What you need to do – Each line of the entries, from the first to the line containing "Ok(NoiseKind::Avg)", is to be transcribed exactly as it stands; include no other lines.

[Opening Data extract section]

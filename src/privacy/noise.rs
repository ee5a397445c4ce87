//! Laplace noise calibrated per aggregate kind

use rand::Rng;
use serde::{Deserialize, Serialize};

use super::errors::{NoiseError, NoiseResult};

/// Sensitivity range of the aggregated channel
#[derive(Debug, Clone, Copy, PartialEq, Serialize, Deserialize)]
pub struct SensitivityRange {
    pub min: f64,
    pub max: f64,
}

impl SensitivityRange {
    pub fn new(min: f64, max: f64) -> Self {
        Self { min, max }
    }

    /// Width of the range; bounds given in either order
    pub fn delta(&self) -> f64 {
        (self.max - self.min).abs()
    }
}

/// Calibration family of an aggregate
#[derive(Debug, Clone, Copy, PartialEq, Eq)]
pub enum NoiseKind {
    Avg,
    Extremum,
    Median,
    Sum,
    Positional,
}

impl NoiseKind {
    /// Classifies an aggregate name by substring, first match wins
    pub fn classify(aggregate: &str) -> NoiseResult<Self> {
        let name = aggregate.to_ascii_lowercase();
        if name.contains("avg") {
            Ok(NoiseKind::Avg)
        } else if name.contains("min") || name.contains("max") {
            Ok(NoiseKind::Extremum)
        } else if name.contains("median") {
            Ok(NoiseKind::Median)
        } else if name.contains("sum") {
            Ok(NoiseKind::Sum)
        } else if name.contains("first") || name.contains("last") || name.contains("nth") {
            Ok(NoiseKind::Positional)
        } else {
            Err(NoiseError::UnknownAggregateKind(aggregate.to_string()))
        }
    }
}

/// Stateless Laplace sampler
///
/// Every call draws fresh randomness. Callers that need reproducible draws
/// pass their own generator to [`PrivacyNoiseEngine::sample_with`].
#[derive(Debug, Clone, Copy, Default)]
pub struct PrivacyNoiseEngine;

impl PrivacyNoiseEngine {
    pub fn new() -> Self {
        Self
    }

    /// Precision λ of the Laplace distribution for one aggregate output
    pub fn precision(
        &self,
        aggregate: &str,
        range: SensitivityRange,
        epsilon: f64,
        sample_count: Option<u64>,
    ) -> NoiseResult<f64> {
        if !epsilon.is_finite() || epsilon <= 0.0 {
            return Err(NoiseError::InvalidEpsilon(epsilon));
        }

        let kind = NoiseKind::classify(aggregate)?;
        let delta = range.delta();
        let degenerate = || NoiseError::DegenerateSensitivity {
            aggregate: aggregate.to_string(),
            min: range.min,
            max: range.max,
        };

        if delta == 0.0 {
            return Err(degenerate());
        }

        let lambda = match kind {
            NoiseKind::Avg => {
                let n = sample_count
                    .filter(|n| *n > 0)
                    .ok_or(NoiseError::InvalidSampleCount)?;
                epsilon * n as f64 / delta
            }
            NoiseKind::Extremum => epsilon * delta,
            NoiseKind::Median => epsilon * 2.0 / delta,
            NoiseKind::Sum => epsilon * range.min.abs().max(range.max.abs()),
            NoiseKind::Positional => epsilon / delta,
        };

        if !lambda.is_finite() || lambda <= 0.0 {
            return Err(degenerate());
        }
        Ok(lambda)
    }

    /// One noise draw using the thread-local generator
    pub fn sample(
        &self,
        aggregate: &str,
        range: SensitivityRange,
        epsilon: f64,
        sample_count: Option<u64>,
    ) -> NoiseResult<f64> {
        self.sample_with(&mut rand::thread_rng(), aggregate, range, epsilon, sample_count)
    }

    /// One noise draw from `rng`
    ///
    /// `X = -sign(U) · (1/λ) · ln(1 - 2|U|)` with `U` uniform on (-0.5, 0.5).
    pub fn sample_with<R: Rng + ?Sized>(
        &self,
        rng: &mut R,
        aggregate: &str,
        range: SensitivityRange,
        epsilon: f64,
        sample_count: Option<u64>,
    ) -> NoiseResult<f64> {
        let lambda = self.precision(aggregate, range, epsilon, sample_count)?;
        Ok(laplace(rng, 1.0 / lambda))
    }
}

fn laplace<R: Rng + ?Sized>(rng: &mut R, scale: f64) -> f64 {
    // U = -0.5 would give ln(0)
    let u = loop {
        let u = rng.gen::<f64>() - 0.5;
        if u > -0.5 {
            break u;
        }
    };
    let sign = if u > 0.0 {
        1.0
    } else if u < 0.0 {
        -1.0
    } else {
        0.0
    };
    -scale * sign * (1.0 - 2.0 * u.abs()).ln()
}

#[cfg(test)]
mod tests {
    use super::*;
    use rand::rngs::StdRng;
    use rand::SeedableRng;

    fn range(min: f64, max: f64) -> SensitivityRange {
        SensitivityRange::new(min, max)
    }

    #[test]
    fn test_classification_order() {
        assert_eq!(NoiseKind::classify("AVG").unwrap(), NoiseKind::Avg);
        assert_eq!(NoiseKind::classify("max_temp").unwrap(), NoiseKind::Extremum);
        assert_eq!(NoiseKind::classify("median").unwrap(), NoiseKind::Median);
        assert_eq!(NoiseKind::classify("sum").unwrap(), NoiseKind::Sum);
        assert_eq!(NoiseKind::classify("nth3_x").unwrap(), NoiseKind::Positional);
        assert!(matches!(
            NoiseKind::classify("stddev"),
            Err(NoiseError::UnknownAggregateKind(_))
        ));
    }

    #[test]
    fn test_precision_formulas() {
        let e = PrivacyNoiseEngine::new();
        let r = range(-2.0, 8.0);
        assert_eq!(e.precision("avg", r, 0.5, Some(20)).unwrap(), 0.5 * 20.0 / 10.0);
        assert_eq!(e.precision("min", r, 0.5, None).unwrap(), 0.5 * 10.0);
        assert_eq!(e.precision("median", r, 0.5, None).unwrap(), 0.5 * 2.0 / 10.0);
        assert_eq!(e.precision("sum", r, 0.5, None).unwrap(), 0.5 * 8.0);
        assert_eq!(e.precision("first", r, 0.5, None).unwrap(), 0.5 / 10.0);
    }

    #[test]
    fn test_zero_range_is_degenerate() {
        let e = PrivacyNoiseEngine::new();
        for kind in ["avg", "max", "median", "last"] {
            let err = e.precision(kind, range(3.0, 3.0), 1.0, Some(4)).unwrap_err();
            assert!(matches!(err, NoiseError::DegenerateSensitivity { .. }), "{}", kind);
        }
        let err = e.precision("sum", range(0.0, 0.0), 1.0, None).unwrap_err();
        assert!(matches!(err, NoiseError::DegenerateSensitivity { .. }));
    }

    #[test]
    fn test_zero_range_sum_fails_before_drawing() {
        let e = PrivacyNoiseEngine::new();
        let err = e.sample("sum", range(5.0, 5.0), 1.0, None).unwrap_err();
        assert_eq!(
            err,
            NoiseError::DegenerateSensitivity {
                aggregate: "sum".into(),
                min: 5.0,
                max: 5.0,
            }
        );
    }

    #[test]
    fn test_reversed_range_uses_absolute_width() {
        let e = PrivacyNoiseEngine::new();
        assert_eq!(range(10.0, 0.0).delta(), 10.0);
        assert_eq!(e.precision("max", range(10.0, 0.0), 1.0, None).unwrap(), 10.0);
        assert_eq!(
            e.precision("median", range(8.0, -2.0), 0.5, None).unwrap(),
            e.precision("median", range(-2.0, 8.0), 0.5, None).unwrap()
        );
        assert!(e.sample("avg", range(4.0, 1.0), 1.0, Some(3)).unwrap().is_finite());
    }

    #[test]
    fn test_avg_requires_sample_count() {
        let e = PrivacyNoiseEngine::new();
        assert_eq!(
            e.precision("avg", range(0.0, 1.0), 1.0, None),
            Err(NoiseError::InvalidSampleCount)
        );
        assert_eq!(
            e.precision("avg", range(0.0, 1.0), 1.0, Some(0)),
            Err(NoiseError::InvalidSampleCount)
        );
    }

    #[test]
    fn test_invalid_epsilon() {
        let e = PrivacyNoiseEngine::new();
        assert!(matches!(
            e.precision("max", range(0.0, 1.0), 0.0, None),
            Err(NoiseError::InvalidEpsilon(_))
        ));
        assert!(matches!(
            e.precision("max", range(0.0, 1.0), f64::NAN, None),
            Err(NoiseError::InvalidEpsilon(_))
        ));
    }

    #[test]
    fn test_seeded_draws_are_reproducible() {
        let e = PrivacyNoiseEngine::new();
        let mut a = StdRng::seed_from_u64(42);
        let mut b = StdRng::seed_from_u64(42);
        for _ in 0..10 {
            let x = e.sample_with(&mut a, "max", range(0.0, 4.0), 1.0, None).unwrap();
            let y = e.sample_with(&mut b, "max", range(0.0, 4.0), 1.0, None).unwrap();
            assert_eq!(x, y);
            assert!(x.is_finite());
        }
    }
}
//! Tokenizer with byte spans
//!
//! The lexical parsers here are generic over the nom error type so the
//! expression parser can reuse them for literals and identifiers.

use nom::{
    branch::alt,
    bytes::complete::{tag, take_while},
    character::complete::{char, digit1, multispace0, one_of, satisfy},
    combinator::{cut, map, opt, recognize, value},
    error::{Error, ErrorKind, ParseError},
    multi::fold_many0,
    sequence::terminated,
    IResult, Parser,
};

use super::ast::Literal;
use super::errors::{PredicateError, PredicateResult};

#[derive(Debug, Clone, PartialEq)]
pub enum TokenKind {
    Ident(String),
    Int(i64),
    Float(f64),
    Str(String),
    Dot,
    Comma,
    LParen,
    RParen,
    Plus,
    Minus,
    Star,
    Slash,
    Eq,
    Ne,
    Lt,
    Le,
    Gt,
    Ge,
    And,
    Or,
    Not,
    Between,
    Is,
    Null,
    True,
    False,
    Eof,
}

impl TokenKind {
    pub fn describe(&self) -> String {
        match self {
            TokenKind::Ident(name) => format!("identifier '{}'", name),
            TokenKind::Int(i) => i.to_string(),
            TokenKind::Float(f) => f.to_string(),
            TokenKind::Str(s) => format!("'{}'", s),
            TokenKind::Eof => "end of input".to_string(),
            other => format!("{:?}", other).to_ascii_uppercase(),
        }
    }
}

#[derive(Debug, Clone, PartialEq)]
pub struct Token {
    pub kind: TokenKind,
    /// Byte offset of the first character
    pub start: usize,
    /// Byte offset one past the last character
    pub end: usize,
}

/// Numeric literal; integers that overflow `i64` become floats
#[derive(Debug, Clone, Copy, PartialEq)]
pub(super) enum Number {
    Int(i64),
    Float(f64),
}

impl From<Number> for TokenKind {
    fn from(n: Number) -> Self {
        match n {
            Number::Int(i) => TokenKind::Int(i),
            Number::Float(f) => TokenKind::Float(f),
        }
    }
}

impl From<Number> for Literal {
    fn from(n: Number) -> Self {
        match n {
            Number::Int(i) => Literal::Int(i),
            Number::Float(f) => Literal::Float(f),
        }
    }
}

/// Splits predicate text into tokens, ending with [`TokenKind::Eof`]
pub fn tokenize(text: &str) -> PredicateResult<Vec<Token>> {
    let mut tokens = Vec::new();
    let mut rest = text;

    loop {
        let (input, _) = multispace0::<&str, Error<&str>>(rest).unwrap_or((rest, ""));
        let start = text.len() - input.len();
        if input.is_empty() {
            break;
        }

        match token::<Error<&str>>(input) {
            Ok((after, kind)) => {
                tokens.push(Token {
                    kind,
                    start,
                    end: text.len() - after.len(),
                });
                rest = after;
            }
            Err(_) if input.starts_with(|c| c == '\'' || c == '"') => {
                return Err(PredicateError::UnterminatedString(start));
            }
            Err(_) => {
                let ch = input.chars().next().unwrap_or('?');
                return Err(PredicateError::UnexpectedChar { ch, offset: start });
            }
        }
    }

    tokens.push(Token {
        kind: TokenKind::Eof,
        start: text.len(),
        end: text.len(),
    });
    Ok(tokens)
}

fn token<'a, E: ParseError<&'a str>>(input: &'a str) -> IResult<&'a str, TokenKind, E> {
    alt((
        map(string_literal, TokenKind::Str),
        map(number, TokenKind::from),
        map(word, keyword_or_ident),
        operator,
    ))
    .parse(input)
}

/// Longest operators first so `<=` never lexes as `<` `=`
fn operator<'a, E: ParseError<&'a str>>(input: &'a str) -> IResult<&'a str, TokenKind, E> {
    alt((
        value(TokenKind::Eq, tag("==")),
        value(TokenKind::Ne, tag("!=")),
        value(TokenKind::Ne, tag("<>")),
        value(TokenKind::Le, tag("<=")),
        value(TokenKind::Ge, tag(">=")),
        value(TokenKind::And, tag("&&")),
        value(TokenKind::Or, tag("||")),
        value(TokenKind::Eq, tag("=")),
        value(TokenKind::Not, tag("!")),
        value(TokenKind::Lt, tag("<")),
        value(TokenKind::Gt, tag(">")),
        value(TokenKind::LParen, tag("(")),
        value(TokenKind::RParen, tag(")")),
        value(TokenKind::Comma, tag(",")),
        value(TokenKind::Dot, tag(".")),
        value(TokenKind::Plus, tag("+")),
        value(TokenKind::Minus, tag("-")),
        value(TokenKind::Star, tag("*")),
        value(TokenKind::Slash, tag("/")),
    ))
    .parse(input)
}

pub(super) fn is_word_char(c: char) -> bool {
    c.is_ascii_alphanumeric() || c == '_'
}

/// Identifier or keyword, not yet classified
pub(super) fn word<'a, E: ParseError<&'a str>>(input: &'a str) -> IResult<&'a str, &'a str, E> {
    recognize((
        satisfy(|c: char| c.is_ascii_alphabetic() || c == '_'),
        take_while(is_word_char),
    ))
    .parse(input)
}

/// Quoted string; a doubled quote character stands for itself
pub(super) fn string_literal<'a, E: ParseError<&'a str>>(
    input: &'a str,
) -> IResult<&'a str, String, E> {
    let (input, quote) = one_of("'\"").parse(input)?;
    cut(terminated(
        fold_many0(
            alt((
                value(quote, (char(quote), char(quote))),
                satisfy(move |c| c != quote),
            )),
            String::new,
            |mut acc, c| {
                acc.push(c);
                acc
            },
        ),
        char(quote),
    ))
    .parse(input)
}

/// `12`, `1.5`, `.5`, `1e3`, `2.5E-2`
pub(super) fn number<'a, E: ParseError<&'a str>>(input: &'a str) -> IResult<&'a str, Number, E> {
    let (rest, literal) = recognize((
        alt((
            recognize((digit1, opt((char('.'), digit1)))),
            recognize((char('.'), digit1)),
        )),
        opt((one_of("eE"), opt(one_of("+-")), digit1)),
    ))
    .parse(input)?;

    let number = match literal.parse::<i64>() {
        Ok(i) => Number::Int(i),
        Err(_) => match literal.parse::<f64>() {
            Ok(f) => Number::Float(f),
            Err(_) => return Err(nom::Err::Failure(E::from_error_kind(input, ErrorKind::Float))),
        },
    };
    Ok((rest, number))
}

pub(super) fn keyword_or_ident(word: &str) -> TokenKind {
    match word.to_ascii_uppercase().as_str() {
        "AND" => TokenKind::And,
        "OR" => TokenKind::Or,
        "NOT" => TokenKind::Not,
        "BETWEEN" => TokenKind::Between,
        "IS" => TokenKind::Is,
        "NULL" => TokenKind::Null,
        "TRUE" => TokenKind::True,
        "FALSE" => TokenKind::False,
        _ => TokenKind::Ident(word.to_string()),
    }
}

[Closing Data extract section]

Solved problem –
filename src/privacy/noise.rs
repository ee5a397445c4ce87
//! Laplace noise calibrated per aggregate kind

use rand::Rng;
use serde::{Deserialize, Serialize};

use super::errors::{NoiseError, NoiseResult};

/// Sensitivity range of the aggregated channel
#[derive(Debug, Clone, Copy, PartialEq, Serialize, Deserialize)]
pub struct SensitivityRange {
    pub min: f64,
    pub max: f64,
}

impl SensitivityRange {
    pub fn new(min: f64, max: f64) -> Self {
        Self { min, max }
    }

    /// Width of the range; bounds given in either order
    pub fn delta(&self) -> f64 {
        (self.max - self.min).abs()
    }
}

/// Calibration family of an aggregate
#[derive(Debug, Clone, Copy, PartialEq, Eq)]
pub enum NoiseKind {
    Avg,
    Extremum,
    Median,
    Sum,
    Positional,
}

impl NoiseKind {
    /// Classifies an aggregate name by substring, first match wins
    pub fn classify(aggregate: &str) -> NoiseResult<Self> {
        let name = aggregate.to_ascii_lowercase();
        if name.contains("avg") {
            Ok(NoiseKind::Avg)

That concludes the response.